Let me pause for a moment to comment on the presence of a McDonald franchise inside a children’s hospital, which feels like a great endorsement from a major medical institution.  I assure you that no reputable medical authority has ever given McDonald’s its blessing, yet San Diego’s Children’s Hospital is not alone in hosting a fast-food joint.  Children’s hospital of Philadelphia, considered by some the No 1 children’s hospital in the nation, had a McDonald’s for 34 years — it closed a few weeks because the hospital needed the space – Children’s Los Angeles has a McDonald’s on its first floor, as does Texas Children’s.

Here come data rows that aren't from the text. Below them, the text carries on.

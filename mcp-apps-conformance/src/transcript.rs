//! Reading captured host traffic
//!
//! A transcript is whatever a harness captured: a single payload, a JSON
//! array of messages, or newline-delimited JSON.

use serde_json::Value;
use std::path::Path;
use tracing::{debug, warn};

use crate::message::{HostContextTracker, RpcMessage};
use crate::schema::HOST_CONTEXT_KEY;
use crate::{ConformanceError, ConformanceResult};

/// Captured host traffic, one JSON value per entry
#[derive(Debug, Clone, Default)]
pub struct Transcript {
    entries: Vec<Value>,
}

impl Transcript {
    /// Parse a single JSON value, a JSON array, or JSON lines
    pub fn parse(text: &str) -> ConformanceResult<Self> {
        let trimmed = text.trim();
        if trimmed.is_empty() {
            return Err(ConformanceError::InvalidTranscript {
                line: 1,
                reason: "empty input".to_string(),
            });
        }

        if let Ok(value) = serde_json::from_str::<Value>(trimmed) {
            let entries = match value {
                Value::Array(items) => items,
                other => vec![other],
            };
            return Ok(Self { entries });
        }

        let mut entries = Vec::new();
        for (index, line) in text.lines().enumerate() {
            let line = line.trim();
            if line.is_empty() {
                continue;
            }
            let value = serde_json::from_str(line).map_err(|e| ConformanceError::InvalidTranscript {
                line: index + 1,
                reason: e.to_string(),
            })?;
            entries.push(value);
        }
        debug!(entries = entries.len(), "Parsed newline-delimited transcript");
        Ok(Self { entries })
    }

    /// Read and parse a transcript file
    pub fn from_file<P: AsRef<Path>>(path: P) -> ConformanceResult<Self> {
        let text = std::fs::read_to_string(path)?;
        Self::parse(&text)
    }

    /// Entries in capture order
    pub fn entries(&self) -> &[Value] {
        &self.entries
    }

    /// Fold every entry into a tracker.
    ///
    /// Bare `{hostContext}` payloads replace the context; JSON-RPC messages go
    /// through [`HostContextTracker::observe`]. Malformed messages are skipped.
    pub fn tracker(&self) -> HostContextTracker {
        let mut tracker = HostContextTracker::new();
        for (index, entry) in self.entries.iter().enumerate() {
            if entry.get("jsonrpc").is_none() {
                if !tracker.observe_payload(entry) {
                    debug!(index, "Transcript entry is neither a message nor a payload");
                }
                continue;
            }
            match RpcMessage::parse(entry) {
                Ok(message) => {
                    tracker.observe(&message);
                }
                Err(e) => warn!(index, "Skipping malformed message: {}", e),
            }
        }
        tracker
    }

    /// The `{ "hostContext": { .. } }` payload this transcript ends with
    pub fn host_context_payload(&self) -> Option<Value> {
        self.verbatim_payload().or_else(|| self.tracker().payload())
    }

    /// Same as [`Transcript::host_context_payload`], reusing a tracker that
    /// already folded this transcript
    pub fn host_context_payload_from(&self, tracker: &HostContextTracker) -> Option<Value> {
        self.verbatim_payload().or_else(|| tracker.payload())
    }

    /// A lone bare payload is used as-is, even with a non-object context
    fn verbatim_payload(&self) -> Option<Value> {
        match self.entries.as_slice() {
            [single] if single.get("jsonrpc").is_none() && single.get(HOST_CONTEXT_KEY).is_some() => {
                Some(single.clone())
            }
            _ => None,
        }
    }
}
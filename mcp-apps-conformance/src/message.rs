//! JSON-RPC message intake and host context tracking
//!
//! The engine only needs `{ "hostContext": { .. } }`. Hosts deliver that
//! object over JSON-RPC: in full as the result of `ui/initialize`, and as
//! partial updates in `ui/notifications/host-context-changed`. The
//! [`HostContextTracker`] folds those messages into the current context.

use serde_json::{Map, Value};
use tracing::{debug, warn};

use crate::schema::HOST_CONTEXT_KEY;
use crate::{ConformanceError, ConformanceResult};

/// JSON-RPC protocol version string
pub const JSONRPC_VERSION: &str = "2.0";

/// MCP Apps method names
pub mod methods {
    /// View -> host handshake; the result carries the host context
    pub const UI_INITIALIZE: &str = "ui/initialize";
    /// View -> host, sent once the handshake completed
    pub const UI_INITIALIZED: &str = "ui/notifications/initialized";
    /// Host -> view, partial host context update
    pub const HOST_CONTEXT_CHANGED: &str = "ui/notifications/host-context-changed";
    /// View -> host, content size report
    pub const SIZE_CHANGED: &str = "ui/notifications/size-changed";
}

/// A classified JSON-RPC 2.0 message
#[derive(Debug, Clone, PartialEq)]
pub enum RpcMessage {
    /// Call expecting a response
    Request {
        id: Value,
        method: String,
        params: Option<Value>,
    },
    /// Call without an id
    Notification {
        method: String,
        params: Option<Value>,
    },
    /// Successful reply
    Response {
        id: Value,
        result: Value,
    },
    /// Error reply
    Error {
        id: Value,
        code: i64,
        message: String,
        data: Option<Value>,
    },
}

impl RpcMessage {
    /// Classify a JSON value as a JSON-RPC 2.0 message
    pub fn parse(value: &Value) -> ConformanceResult<Self> {
        let obj = value
            .as_object()
            .ok_or_else(|| ConformanceError::invalid_message("Message must be a JSON object"))?;

        match obj.get("jsonrpc").and_then(Value::as_str) {
            Some(JSONRPC_VERSION) => {}
            Some(other) => {
                return Err(ConformanceError::invalid_message(format!(
                    "Expected jsonrpc '{}', got '{}'",
                    JSONRPC_VERSION, other
                )));
            }
            None => {
                return Err(ConformanceError::invalid_message(
                    "Message must have 'jsonrpc' field with string value",
                ));
            }
        }

        if let Some(method) = obj.get("method") {
            let method = method
                .as_str()
                .ok_or_else(|| ConformanceError::invalid_message("'method' must be a string"))?
                .to_string();
            let params = obj.get("params").cloned();
            if let Some(p) = &params {
                if !p.is_object() && !p.is_array() {
                    return Err(ConformanceError::invalid_message(format!(
                        "'params' of {} must be an object or array",
                        method
                    )));
                }
            }

            return match obj.get("id") {
                None => Ok(RpcMessage::Notification { method, params }),
                Some(id) if id.is_string() || id.is_number() => Ok(RpcMessage::Request {
                    id: id.clone(),
                    method,
                    params,
                }),
                Some(_) => Err(ConformanceError::invalid_message(format!(
                    "Request id of {} must be a string or number",
                    method
                ))),
            };
        }

        let id = obj
            .get("id")
            .cloned()
            .ok_or_else(|| ConformanceError::invalid_message("Response must have 'id' field"))?;
        if !(id.is_string() || id.is_number() || id.is_null()) {
            return Err(ConformanceError::invalid_message(
                "Response id must be a string, number or null",
            ));
        }

        match (obj.get("result"), obj.get("error")) {
            (Some(result), None) => Ok(RpcMessage::Response {
                id,
                result: result.clone(),
            }),
            (None, Some(error)) => {
                let code = error.get("code").and_then(Value::as_i64).ok_or_else(|| {
                    ConformanceError::invalid_message("Error must have integer 'code'")
                })?;
                let message = error
                    .get("message")
                    .and_then(Value::as_str)
                    .ok_or_else(|| {
                        ConformanceError::invalid_message("Error must have string 'message'")
                    })?
                    .to_string();
                Ok(RpcMessage::Error {
                    id,
                    code,
                    message,
                    data: error.get("data").cloned(),
                })
            }
            (Some(_), Some(_)) => Err(ConformanceError::invalid_message(
                "Response cannot have both 'result' and 'error' fields",
            )),
            (None, None) => Err(ConformanceError::invalid_message(
                "Response must have either 'result' or 'error' field",
            )),
        }
    }

    /// Method name of a request or notification
    pub fn method(&self) -> Option<&str> {
        match self {
            RpcMessage::Request { method, .. } | RpcMessage::Notification { method, .. } => {
                Some(method)
            }
            _ => None,
        }
    }

    /// Id of anything but a notification
    pub fn id(&self) -> Option<&Value> {
        match self {
            RpcMessage::Request { id, .. }
            | RpcMessage::Response { id, .. }
            | RpcMessage::Error { id, .. } => Some(id),
            RpcMessage::Notification { .. } => None,
        }
    }
}

/// Folds protocol messages into the host context a view currently sees
#[derive(Debug, Clone, Default)]
pub struct HostContextTracker {
    current: Option<Map<String, Value>>,
    pending_initialize: Vec<Value>,
    protocol_version: Option<String>,
    updates: usize,
}

impl HostContextTracker {
    /// Tracker with no context delivered yet
    pub fn new() -> Self {
        Self::default()
    }

    /// Apply one message. Returns true when the host context changed.
    pub fn observe(&mut self, message: &RpcMessage) -> bool {
        match message {
            RpcMessage::Request { id, method, .. } if method == methods::UI_INITIALIZE => {
                self.pending_initialize.push(id.clone());
                false
            }
            RpcMessage::Response { id, result } => {
                let answered_initialize = self.take_pending(id);
                if let Some(version) = result.get("protocolVersion").and_then(Value::as_str) {
                    if answered_initialize || result.get(HOST_CONTEXT_KEY).is_some() {
                        self.protocol_version = Some(version.to_string());
                    }
                }
                match result.get(HOST_CONTEXT_KEY) {
                    Some(Value::Object(context)) => {
                        self.replace(context.clone());
                        true
                    }
                    _ if answered_initialize => {
                        warn!("ui/initialize result carries no {} object", HOST_CONTEXT_KEY);
                        self.replace(Map::new());
                        true
                    }
                    _ => false,
                }
            }
            RpcMessage::Error { id, code, message, .. } => {
                if self.take_pending(id) {
                    warn!(code, "ui/initialize failed: {}", message);
                }
                false
            }
            RpcMessage::Notification { method, params } if method == methods::HOST_CONTEXT_CHANGED => {
                match params {
                    Some(Value::Object(changes)) => {
                        self.merge(changes);
                        true
                    }
                    _ => {
                        warn!("{} without object params ignored", methods::HOST_CONTEXT_CHANGED);
                        false
                    }
                }
            }
            RpcMessage::Notification { method, .. }
                if method == methods::UI_INITIALIZED || method == methods::SIZE_CHANGED =>
            {
                debug!(method = method.as_str(), "View notification leaves host context unchanged");
                false
            }
            _ => false,
        }
    }

    /// Apply a bare `{ "hostContext": { .. } }` payload
    pub fn observe_payload(&mut self, payload: &Value) -> bool {
        match payload.get(HOST_CONTEXT_KEY) {
            Some(Value::Object(context)) => {
                self.replace(context.clone());
                true
            }
            _ => false,
        }
    }

    /// The current context object, if any was delivered
    pub fn host_context(&self) -> Option<&Map<String, Value>> {
        self.current.as_ref()
    }

    /// The current context wrapped as `{ "hostContext": { .. } }`
    pub fn payload(&self) -> Option<Value> {
        self.current.as_ref().map(|context| {
            let mut payload = Map::new();
            payload.insert(HOST_CONTEXT_KEY.to_string(), Value::Object(context.clone()));
            Value::Object(payload)
        })
    }

    /// Protocol version from the `ui/initialize` result
    pub fn protocol_version(&self) -> Option<&str> {
        self.protocol_version.as_deref()
    }

    /// Number of full or partial context deliveries seen
    pub fn updates(&self) -> usize {
        self.updates
    }

    fn take_pending(&mut self, id: &Value) -> bool {
        match self.pending_initialize.iter().position(|pending| pending == id) {
            Some(index) => {
                self.pending_initialize.remove(index);
                true
            }
            None => false,
        }
    }

    fn replace(&mut self, context: Map<String, Value>) {
        debug!(fields = context.len(), "Host context delivered");
        self.current = Some(context);
        self.updates += 1;
    }

    /// Shallow merge. Keys set to `null` stay, so the presence walk reports them missing.
    fn merge(&mut self, changes: &Map<String, Value>) {
        let current = self.current.get_or_insert_with(Map::new);
        for (key, value) in changes {
            current.insert(key.clone(), value.clone());
        }
        debug!(changed = changes.len(), "Host context updated");
        self.updates += 1;
    }
}
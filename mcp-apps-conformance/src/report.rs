//! Conformance reports and issue tracking

use chrono::{DateTime, Utc};
use colored::Colorize;
use serde::{Deserialize, Serialize};
use serde_json::Value;
use std::fmt::Write as _;
use tracing::info;

use crate::config::{ConformanceConfig, OutputFormat};
use crate::generator::generate_test_cases;
use crate::grading::{GradeLetter, GradeSeverity, ScoreSummary};
use crate::runner::{run_suite, TestCaseOutcome, TestCaseStatus};
use crate::schema::{host_context_schema, HOST_CONTEXT_KEY};
use crate::transcript::Transcript;
use crate::unexpected::{find_unexpected, UnexpectedProperty};
use crate::union_groups::{check_union_groups, UnionViolation};
use crate::validator::{validate, ValidationResult};
use crate::{ConformanceError, ConformanceResult};

/// Conformance report for one host context payload
#[derive(Debug, Clone, Serialize, Deserialize)]
pub struct ConformanceReport {
    /// Where the payload came from (file name, host name, ..)
    pub source: String,

    /// When the report was produced
    pub timestamp: DateTime<Utc>,

    /// MCP Apps protocol version announced by the host, if seen
    pub protocol_version: Option<String>,

    /// Overall compliance status
    pub status: ComplianceStatus,

    /// Presence walk of the payload
    pub validation: ValidationResult,

    /// Every generated test case with its result, in suite order
    pub test_results: Vec<TestCaseOutcome>,

    /// Host properties with no schema counterpart
    pub unexpected: Vec<UnexpectedProperty>,

    /// Union groups none of whose fields were provided
    pub union_violations: Vec<UnionViolation>,

    /// Aggregate score and grade
    pub score: ScoreSummary,

    /// Issues derived from all of the above
    pub issues: Vec<ValidationIssue>,
}

/// Overall compliance status
#[derive(Debug, Clone, Copy, PartialEq, Eq, Serialize, Deserialize)]
pub enum ComplianceStatus {
    /// Grade in the pass bucket
    Compliant,
    /// Grade in the warn bucket
    Warning,
    /// Grade in the fail bucket
    NonCompliant,
    /// No host context was available to check
    Error,
}

/// Individual conformance issue
#[derive(Debug, Clone, PartialEq, Serialize, Deserialize)]
pub struct ValidationIssue {
    /// Severity level of the issue
    pub severity: IssueSeverity,

    /// Category of the issue (e.g., "presence", "type", "enum")
    pub category: String,

    /// Human-readable description of the issue
    pub description: String,

    /// Host context path the issue refers to
    pub location: Option<String>,

    /// Suggested fix for the issue
    pub suggestion: Option<String>,
}

/// Severity levels for conformance issues
#[derive(Debug, Clone, Copy, PartialEq, Eq, PartialOrd, Ord, Serialize, Deserialize)]
pub enum IssueSeverity {
    /// Informational message
    Info,
    /// Warning that should be addressed
    Warning,
    /// Error that breaks conformance
    Error,
    /// Nothing could be checked
    Critical,
}

impl From<GradeSeverity> for ComplianceStatus {
    fn from(severity: GradeSeverity) -> Self {
        match severity {
            GradeSeverity::Pass => ComplianceStatus::Compliant,
            GradeSeverity::Warn => ComplianceStatus::Warning,
            GradeSeverity::Fail => ComplianceStatus::NonCompliant,
        }
    }
}

impl ConformanceReport {
    /// Check `payload` (`{ "hostContext": { .. } }`) and build a report
    pub fn evaluate(source: impl Into<String>, payload: &Value, config: &ConformanceConfig) -> Self {
        let source = source.into();
        info!("Evaluating host context from {}", source);

        let schema = host_context_schema();
        let live = payload.get(HOST_CONTEXT_KEY).filter(|v| v.is_object());

        let validation = validate(payload);
        let cases = generate_test_cases(schema);
        let test_results = run_suite(&cases, live.unwrap_or(&Value::Null));
        let unexpected = live
            .map(|ctx| find_unexpected(ctx, schema, ""))
            .unwrap_or_default();
        let union_violations = live
            .map(|ctx| check_union_groups(schema, ctx))
            .unwrap_or_default();
        let score = ScoreSummary::from_outcomes(&test_results, &config.scoring);

        let status = if live.is_some() {
            ComplianceStatus::from(score.grade.severity)
        } else {
            ComplianceStatus::Error
        };

        let mut report = Self {
            source,
            timestamp: Utc::now(),
            protocol_version: None,
            status,
            validation,
            test_results,
            unexpected,
            union_violations,
            score,
            issues: Vec::new(),
        };
        report.issues = report.derive_issues(live.is_some(), config);

        info!(
            grade = report.score.grade.letter.as_str(),
            percentage = report.score.percentage,
            issues = report.issues.len(),
            "Host context evaluated"
        );
        report
    }

    /// Check the host context a captured transcript ends with
    pub fn from_transcript(
        source: impl Into<String>,
        transcript: &Transcript,
        config: &ConformanceConfig,
    ) -> ConformanceResult<Self> {
        let source = source.into();
        let tracker = transcript.tracker();
        let payload = transcript
            .host_context_payload_from(&tracker)
            .ok_or_else(|| ConformanceError::no_host_context(source.clone()))?;

        let report = Self::evaluate(source, &payload, config);
        Ok(match tracker.protocol_version() {
            Some(version) => report.with_protocol_version(version),
            None => report,
        })
    }

    /// Record the protocol version the host announced
    pub fn with_protocol_version(mut self, version: impl Into<String>) -> Self {
        self.protocol_version = Some(version.into());
        self
    }

    fn derive_issues(&self, has_context: bool, config: &ConformanceConfig) -> Vec<ValidationIssue> {
        let mut issues = Vec::new();

        if !has_context {
            issues.push(
                ValidationIssue::new(
                    IssueSeverity::Critical,
                    "presence",
                    format!("Payload carries no {} object", HOST_CONTEXT_KEY),
                )
                .with_suggestion("Return hostContext in the ui/initialize result"),
            );
            return issues;
        }

        for outcome in &self.test_results {
            let case = &outcome.case;
            let result = &outcome.result;
            let issue = match result.status {
                TestCaseStatus::Provided => continue,
                TestCaseStatus::Missing if case.optional => ValidationIssue::new(
                    IssueSeverity::Info,
                    "presence",
                    format!("Optional field {} not provided", case.path),
                ),
                TestCaseStatus::Missing => ValidationIssue::new(
                    IssueSeverity::Error,
                    "presence",
                    format!("Required field {} not provided", case.path),
                )
                .with_suggestion(format!("Provide {} as {}", case.path, case.expected_type)),
                TestCaseStatus::Invalid => ValidationIssue::new(
                    IssueSeverity::Error,
                    "type",
                    format!("{}: {}", case.path, result.message),
                ),
                TestCaseStatus::Warn => ValidationIssue::new(
                    IssueSeverity::Warning,
                    "enum",
                    format!("{}: {}", case.path, result.message),
                ),
            };
            issues.push(issue.with_location(case.path.clone()));
        }

        if config.checks.unexpected_properties {
            for property in &self.unexpected {
                issues.push(
                    ValidationIssue::new(
                        IssueSeverity::Info,
                        "unexpected",
                        format!("Undeclared property {} ({})", property.path, property.value_type),
                    )
                    .with_location(property.path.clone()),
                );
            }
        }

        if config.checks.union_groups {
            for violation in &self.union_violations {
                issues.push(
                    ValidationIssue::new(IssueSeverity::Warning, "union", violation.describe())
                        .with_location(violation.path.clone()),
                );
            }
        }

        issues
    }

    /// Check if the host is compliant
    pub fn is_compliant(&self) -> bool {
        matches!(
            self.status,
            ComplianceStatus::Compliant | ComplianceStatus::Warning
        )
    }

    /// True when the grade is at least `minimum` and there was something to grade
    pub fn meets(&self, minimum: GradeLetter) -> bool {
        self.status != ComplianceStatus::Error && self.score.grade.letter.meets(minimum)
    }

    /// Get issues by severity level
    pub fn issues_by_severity(&self, severity: IssueSeverity) -> Vec<&ValidationIssue> {
        self.issues
            .iter()
            .filter(|i| i.severity == severity)
            .collect()
    }

    /// Get critical and error issues
    pub fn critical_issues(&self) -> Vec<&ValidationIssue> {
        self.issues
            .iter()
            .filter(|i| matches!(i.severity, IssueSeverity::Critical | IssueSeverity::Error))
            .collect()
    }

    /// Outcomes with a given status
    pub fn outcomes_with(&self, status: TestCaseStatus) -> impl Iterator<Item = &TestCaseOutcome> {
        self.test_results
            .iter()
            .filter(move |o| o.result.status == status)
    }

    /// Generate a summary string
    pub fn summary(&self) -> String {
        format!(
            "MCP Apps Host Context Report: {} - grade {} ({:.1}%), {}/{} checks passed, {} issues found",
            self.status_string(),
            self.score.grade.letter,
            self.score.percentage,
            self.score.passed,
            self.score.scored(),
            self.issues.len()
        )
    }

    /// Get status as string
    pub fn status_string(&self) -> &'static str {
        match self.status {
            ComplianceStatus::Compliant => "COMPLIANT",
            ComplianceStatus::Warning => "WARNING",
            ComplianceStatus::NonCompliant => "NON-COMPLIANT",
            ComplianceStatus::Error => "ERROR",
        }
    }

    /// Render in the requested format
    pub fn render(&self, format: OutputFormat, color: bool, max_listed: usize) -> ConformanceResult<String> {
        match format {
            OutputFormat::Text => Ok(self.render_text(color, max_listed)),
            OutputFormat::Json => Ok(serde_json::to_string_pretty(self)?),
            OutputFormat::Yaml => Ok(serde_yaml::to_string(self)?),
        }
    }

    /// Human-readable report
    pub fn render_text(&self, color: bool, max_listed: usize) -> String {
        let mut out = String::new();

        let _ = writeln!(out, "{}", paint_bold("MCP Apps Host Context Report", color));
        let _ = writeln!(out, "Source:    {}", self.source);
        let _ = writeln!(
            out,
            "Protocol:  {}",
            self.protocol_version.as_deref().unwrap_or("unknown")
        );
        let _ = writeln!(out, "Generated: {}", self.timestamp.to_rfc3339());
        let _ = writeln!(out, "Status:    {}", paint_status(self.status, self.status_string(), color));
        let _ = writeln!(
            out,
            "Grade:     {} ({:.1}%, {} of {} scored checks passed, {} skipped)",
            self.score.grade.letter,
            self.score.percentage,
            self.score.passed,
            self.score.scored(),
            self.score.skipped
        );

        let _ = writeln!(out, "\nTest cases ({})", self.test_results.len());
        for outcome in &self.test_results {
            let detail = match (&outcome.result.status, &outcome.result.actual_value) {
                (TestCaseStatus::Provided, Some(value)) => value.to_string(),
                _ => outcome.result.message.clone(),
            };
            let optional = if outcome.case.optional { " (optional)" } else { "" };
            let _ = writeln!(
                out,
                "  {} {}{}  {}",
                paint_outcome(outcome.result.status, color),
                outcome.case.path,
                optional,
                detail
            );
        }

        if !self.unexpected.is_empty() {
            let _ = writeln!(out, "\nUnexpected properties ({})", self.unexpected.len());
            for property in self.unexpected.iter().take(max_listed) {
                let _ = writeln!(out, "  {} ({})", property.path, property.value_type);
            }
            if self.unexpected.len() > max_listed {
                let _ = writeln!(out, "  ... {} more", self.unexpected.len() - max_listed);
            }
        }

        if !self.union_violations.is_empty() {
            let _ = writeln!(out, "\nUnion groups ({})", self.union_violations.len());
            for violation in &self.union_violations {
                let _ = writeln!(out, "  {}", violation.describe());
            }
        }

        let _ = writeln!(out, "\n{}", self.summary());
        out
    }
}

fn paint_bold(text: &str, color: bool) -> String {
    if color {
        text.bold().to_string()
    } else {
        text.to_string()
    }
}

fn paint_status(status: ComplianceStatus, label: &str, color: bool) -> String {
    if !color {
        return label.to_string();
    }
    match status {
        ComplianceStatus::Compliant => label.green().to_string(),
        ComplianceStatus::Warning => label.yellow().to_string(),
        ComplianceStatus::NonCompliant | ComplianceStatus::Error => label.red().to_string(),
    }
}

fn paint_outcome(status: TestCaseStatus, color: bool) -> String {
    let label = format!("{:<8}", status.as_str());
    if !color {
        return label;
    }
    match status {
        TestCaseStatus::Provided => label.green().to_string(),
        TestCaseStatus::Warn => label.yellow().to_string(),
        TestCaseStatus::Invalid => label.red().to_string(),
        TestCaseStatus::Missing => label.dimmed().to_string(),
    }
}

impl ValidationIssue {
    /// Create a new validation issue
    pub fn new(severity: IssueSeverity, category: &str, description: impl Into<String>) -> Self {
        Self {
            severity,
            category: category.to_string(),
            description: description.into(),
            location: None,
            suggestion: None,
        }
    }

    /// Add a suggestion for fixing the issue
    pub fn with_suggestion(mut self, suggestion: impl Into<String>) -> Self {
        self.suggestion = Some(suggestion.into());
        self
    }

    /// Add location information
    pub fn with_location(mut self, location: impl Into<String>) -> Self {
        self.location = Some(location.into());
        self
    }
}
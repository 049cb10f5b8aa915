//! Domain layer for the Consensus subsystem

mod config;
mod error;
mod transition;

pub use config::*;
pub use error::*;
pub use transition::*;
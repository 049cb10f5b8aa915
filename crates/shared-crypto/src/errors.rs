//! Crypto error types.

use thiserror::Error;

/// Cryptographic operation errors.
#[derive(Debug, Clone, PartialEq, Eq, Error)]
pub enum CryptoError {
    /// Signature verification failed
    #[error("Signature verification failed")]
    SignatureVerificationFailed,

    /// Signature bytes are not a valid (r, s) pair
    #[error("Invalid signature format")]
    InvalidSignatureFormat,

    /// Invalid public key
    #[error("Invalid public key")]
    InvalidPublicKey,

    /// Invalid private key
    #[error("Invalid private key")]
    InvalidPrivateKey,

    /// The signer rejected the message
    #[error("Signing failed: {0}")]
    SigningFailed(String),
}
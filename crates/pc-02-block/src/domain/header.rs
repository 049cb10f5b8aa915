//! Block header and its canonical encoding

use serde::{Deserialize, Serialize};
use shared_crypto::sha256;
use shared_types::{Address, CanonicalEncoder, Hash, Timestamp, ZERO_HASH};

/// Current header format version.
pub const BLOCK_VERSION: u32 = 1;

/// Encoded header length: u32 + 4 × u64 + 5 × 32-byte fields.
pub(crate) const HEADER_ENCODED_LEN: usize = 4 + 8 * 4 + 32 * 5;

/// Block header containing all metadata
#[derive(Clone, Debug, Default, Serialize, Deserialize, PartialEq, Eq)]
pub struct BlockHeader {
    pub version: u32,
    pub timestamp: Timestamp,
    pub prev_hash: Hash,
    pub height: u64,
    /// Opaque; supplied by the producer.
    pub state_root: Hash,
    pub transaction_root: Hash,
    /// Reserved, always zero.
    pub receipt_root: Hash,
    pub gas_limit: u64,
    pub gas_used: u64,
    pub validator_address: Address,
}

impl BlockHeader {
    /// Deterministic byte encoding, fields in declaration order.
    pub fn canonical_bytes(&self) -> Vec<u8> {
        let mut enc = CanonicalEncoder::with_capacity(HEADER_ENCODED_LEN);
        enc.put_u32(self.version)
            .put_u64(self.timestamp)
            .put_fixed(&self.prev_hash)
            .put_u64(self.height)
            .put_fixed(&self.state_root)
            .put_fixed(&self.transaction_root)
            .put_fixed(&self.receipt_root)
            .put_u64(self.gas_limit)
            .put_u64(self.gas_used)
            .put_fixed(&self.validator_address);
        enc.finish()
    }

    /// SHA-256 of the canonical encoding. This is what the producer signs.
    pub fn digest(&self) -> Hash {
        sha256(&self.canonical_bytes())
    }

    /// Check if this is a genesis header
    pub fn is_genesis(&self) -> bool {
        self.height == 0 && self.prev_hash == ZERO_HASH
    }

    /// True for a header nobody filled in.
    pub fn is_empty(&self) -> bool {
        self.version == 0
    }
}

So what’s for lunch? The most frequent items bought for preschoolers (2-5 years) were French fries, soda, chicken nuggets, cheeseburgers and hamburgers.  The most frequent items for kids 6-11 years were French fries, chicken nuggets, cheeseburgers, soda and apple pie.  Adolescents’ choices centered on French fries, soda, cheeseburgers, chicken nuggets, and chocolate chip cookies.
Less than 1 percent of kids bought the yogurt parfait, and apple dippers were bought by less than 1 percent of preschoolers, 3.5 percent of 6-11 year-olds, and almost none of the teens (0.3 percent).
And now to the calorie count:  The average caloric content bought for kids’ lunch was 646-811 calories, which makes about half of the daily caloric need of a young kid.
The meals averaged 35-39 percent of calories from fat, with about 10 percent of that fat saturated.
The sodium content of the meals averaged 866-1100 mg, which pretty much covers the daily sodium allowance of a preschooler.

The parents were asked what made them choose McDonald’s for lunch, and the most common reasons for their pick were “the kids like the food” and its convenience.

Better options at fast food restaurants – a remote option

This study confirms what we already know: Customers go to McDonalds for fries, hamburgers and soda, not for milk and salad.  A recent article by Christina Rexrode of the The Associated Press sums up the healthier options at fast food chains as just that – a remote option.  What really sells is the high calorie, high fat food, which the chains are famous for.   And the reasons are varied, but one of them is price: “Healthier foods also are usually among the most expensive menu items, which can be tough for recession-weary customers to stomach”.

Let’s face it, McDonalds isn’t renowned for its salads and apples, and as the kids in this study testify, they’re ‘lovin’ it’ for the taste they know — it’s the McDonald’s fat-salt-sugar mixture they crave.
And it would have been fine, had it remained an infrequent indulgence.  Problem is, kids are eating fast food often.  Very often.